Премьера во МХАТе

Ни для кого не обидное достижение

       Стенд с надписью "Сергей Довлатов `Новый американец`", несколько месяцев подряд интриговавший прохожих и побудивший некоторых бывших сотрудников известной эмигрантской газеты сфотографироваться на фоне Художественного театра, превратился наконец из анонса в афишу. С очень небольшим опозданием спектакль в постановке Петра Штейна (сына драматурга Александра Штейна) вышел на Новую сцену МХАТа.
       
       Драматургия — единственный, жанр, к которому Довлатов за всю свою жизнь так, кажется, ни разу и не обратился. И "Новый американец", конечно, не пьеса — как могли бы подумать те, кто писателя знает плохо. Но и не инсценировка "Ремесла" — как наверняка решат поклонники довлатовской прозы. Новый американец — это сам Сергей Довлатов, в роли которого выступил один из самых фактурных актеров поколения тридцатилетних — Дмитрий Брусникин. А происходящее на Новой сцене МХАТ названо в программке "Пьеса Марьямова в 2-х актах. Сценарий П. Штейна" и представляет собой монтаж отрывков из повестей, рассказов и записных книжек писателя.
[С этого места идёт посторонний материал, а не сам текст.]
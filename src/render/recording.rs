use crate::core::path::{Path, PathCommand};
use crate::error::ChartResult;
use crate::render::paint::{Color, DrawableId, Paint, RoundedRect, TextStyle};
use crate::render::surface::{ComposeSurface, RenderSurface};

const DEFAULT_CHAR_WIDTH_PX: f64 = 7.0;

/// One recorded drawing operation.
#[derive(Debug, Clone, PartialEq)]
pub enum DrawOp {
    StrokePath {
        commands: Vec<PathCommand>,
        color: Color,
        stroke_width: f64,
        dashed: bool,
    },
    FillPath {
        commands: Vec<PathCommand>,
        color: Color,
    },
    FillPathImage {
        commands: Vec<PathCommand>,
        drawable: DrawableId,
        alpha: f64,
    },
    Line {
        x1: f64,
        y1: f64,
        x2: f64,
        y2: f64,
        color: Color,
        dashed: bool,
    },
    LineBatch {
        segments: Vec<f64>,
        color: Color,
    },
    StrokeCircle {
        x: f64,
        y: f64,
        radius: f64,
        color: Color,
        stroke_width: f64,
    },
    FillCircle {
        x: f64,
        y: f64,
        radius: f64,
        color: Color,
    },
    RoundRect {
        rect: RoundedRect,
        color: Color,
    },
    Text {
        text: String,
        x: f64,
        y: f64,
        size_px: f64,
        color: Color,
    },
    /// A layer composited onto this surface; its ops precede this marker.
    Blit {
        op_count: usize,
    },
}

/// In-memory surface that records every draw call instead of rasterizing.
///
/// Text measurement is a fixed width per character so layout assertions stay
/// deterministic.
#[derive(Debug, Clone)]
pub struct RecordingSurface {
    width: u32,
    height: u32,
    char_width: f64,
    ops: Vec<DrawOp>,
    clear_count: usize,
}

impl RecordingSurface {
    #[must_use]
    pub fn new(width: u32, height: u32) -> Self {
        Self {
            width,
            height,
            char_width: DEFAULT_CHAR_WIDTH_PX,
            ops: Vec::new(),
            clear_count: 0,
        }
    }

    #[must_use]
    pub fn with_char_width(mut self, char_width: f64) -> Self {
        self.char_width = char_width;
        self
    }

    #[must_use]
    pub fn ops(&self) -> &[DrawOp] {
        &self.ops
    }

    #[must_use]
    pub fn clear_count(&self) -> usize {
        self.clear_count
    }
}

impl RenderSurface for RecordingSurface {
    fn stroke_path(&mut self, path: &Path, paint: &Paint) -> ChartResult<()> {
        self.ops.push(DrawOp::StrokePath {
            commands: path.commands().to_vec(),
            color: paint.color,
            stroke_width: paint.stroke_width,
            dashed: paint.dash.is_some(),
        });
        Ok(())
    }

    fn fill_path(&mut self, path: &Path, color: Color) -> ChartResult<()> {
        self.ops.push(DrawOp::FillPath {
            commands: path.commands().to_vec(),
            color,
        });
        Ok(())
    }

    fn fill_path_image(
        &mut self,
        path: &Path,
        drawable: DrawableId,
        alpha: f64,
    ) -> ChartResult<()> {
        self.ops.push(DrawOp::FillPathImage {
            commands: path.commands().to_vec(),
            drawable,
            alpha,
        });
        Ok(())
    }

    fn draw_line(
        &mut self,
        x1: f64,
        y1: f64,
        x2: f64,
        y2: f64,
        paint: &Paint,
    ) -> ChartResult<()> {
        self.ops.push(DrawOp::Line {
            x1,
            y1,
            x2,
            y2,
            color: paint.color,
            dashed: paint.dash.is_some(),
        });
        Ok(())
    }

    fn draw_line_batch(&mut self, segments: &[f64], paint: &Paint) -> ChartResult<()> {
        self.ops.push(DrawOp::LineBatch {
            segments: segments.to_vec(),
            color: paint.color,
        });
        Ok(())
    }

    fn stroke_circle(
        &mut self,
        x: f64,
        y: f64,
        radius: f64,
        color: Color,
        stroke_width: f64,
    ) -> ChartResult<()> {
        self.ops.push(DrawOp::StrokeCircle {
            x,
            y,
            radius,
            color,
            stroke_width,
        });
        Ok(())
    }

    fn fill_circle(&mut self, x: f64, y: f64, radius: f64, color: Color) -> ChartResult<()> {
        self.ops.push(DrawOp::FillCircle {
            x,
            y,
            radius,
            color,
        });
        Ok(())
    }

    fn draw_round_rect(&mut self, rect: RoundedRect, color: Color) -> ChartResult<()> {
        self.ops.push(DrawOp::RoundRect { rect, color });
        Ok(())
    }

    fn draw_text(&mut self, text: &str, x: f64, y: f64, style: &TextStyle) -> ChartResult<()> {
        self.ops.push(DrawOp::Text {
            text: text.to_owned(),
            x,
            y,
            size_px: style.size_px,
            color: style.color,
        });
        Ok(())
    }

    fn measure_text(&self, text: &str, _style: &TextStyle) -> f64 {
        text.chars().count() as f64 * self.char_width
    }
}

impl ComposeSurface for RecordingSurface {
    fn create(width: u32, height: u32) -> ChartResult<Self> {
        Ok(Self::new(width, height))
    }

    fn width(&self) -> u32 {
        self.width
    }

    fn height(&self) -> u32 {
        self.height
    }

    fn clear_transparent(&mut self) -> ChartResult<()> {
        self.ops.clear();
        self.clear_count += 1;
        Ok(())
    }

    fn draw_surface(&mut self, source: &Self, _x: f64, _y: f64) -> ChartResult<()> {
        let op_count = source.ops.len();
        self.ops.extend(source.ops.iter().cloned());
        self.ops.push(DrawOp::Blit { op_count });
        Ok(())
    }
}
       "Соло на Ундервуде" повезло больше других. Взятые вроде бы "прямо из жизни" куски, в записных книжках доведенные до концентрации анекдота, показались особенно заманчивыми. А потому в спектакле бесконечно острит не только герой, но и все остальные: жена, туристы в Пушкинских горах, зеки в зоне и алкоголики. Алкоголиков много — особенно в первой, российской части. Сцены хмельных монологов, по сложившейся уже в чеховском МХАТе традиции, стали бенефисными: на сей раз для Андрея Мягкова (фотограф из "Заповедника") и Ии Савиной (майор КГБ Беляев, произведенный в женщину). И алкоголики, и просто пьющие люди очень много, гораздо больше, чем у Довлатова, ругаются матом. Во второй, американской, части пьют и ругаются меньше, но зато все, даже те, кому вроде не с чего, говорят с еврейским акцентом.
       То, что первое действие (2 часа 10 минут) значительно длиннее второго, обусловлено, по всей видимости, реальным соотношением дат в жизни писателя: эмигрировал в 1978, умер в августе 1990, не дожив несколько дней до сорокадевятилетия. Дома больше происходило, зато в эмиграции больше написано — и о том, что происходило еще в России, тоже. Довлатов ведь почти не писал о том, что случилось не с ним, вся его проза — история собственной жизни, представленная в энном количестве вариантов. Из этих-то вариантов в спектакле и попытались выстроить единую прямолинейную конструкцию.
       Герой рассказывает, где родился, учился, кого любил (во избежание недоразумений сразу же упоминается первая любовь — Тася, возникшая лишь в последней довлатовской повести). Затем следуют отрывки из "Зоны" — естественно, самый выигрышный эпизод с тюремным спектаклем, когда зек (которого играет Киндинов), изображает Дзержинского, а другой зек (Жарков) — Ленина. Затем — "Заповедник" (Пушкинский), все экскурсоводы которого для удобства совмещены в одной женщине — Авроре, получившей фамилию Крейслер и превращенной столь нехитрым образом в "лицо еврейской национальности" и связующее звено между первой и второй частью, где евреи, естественно, — все.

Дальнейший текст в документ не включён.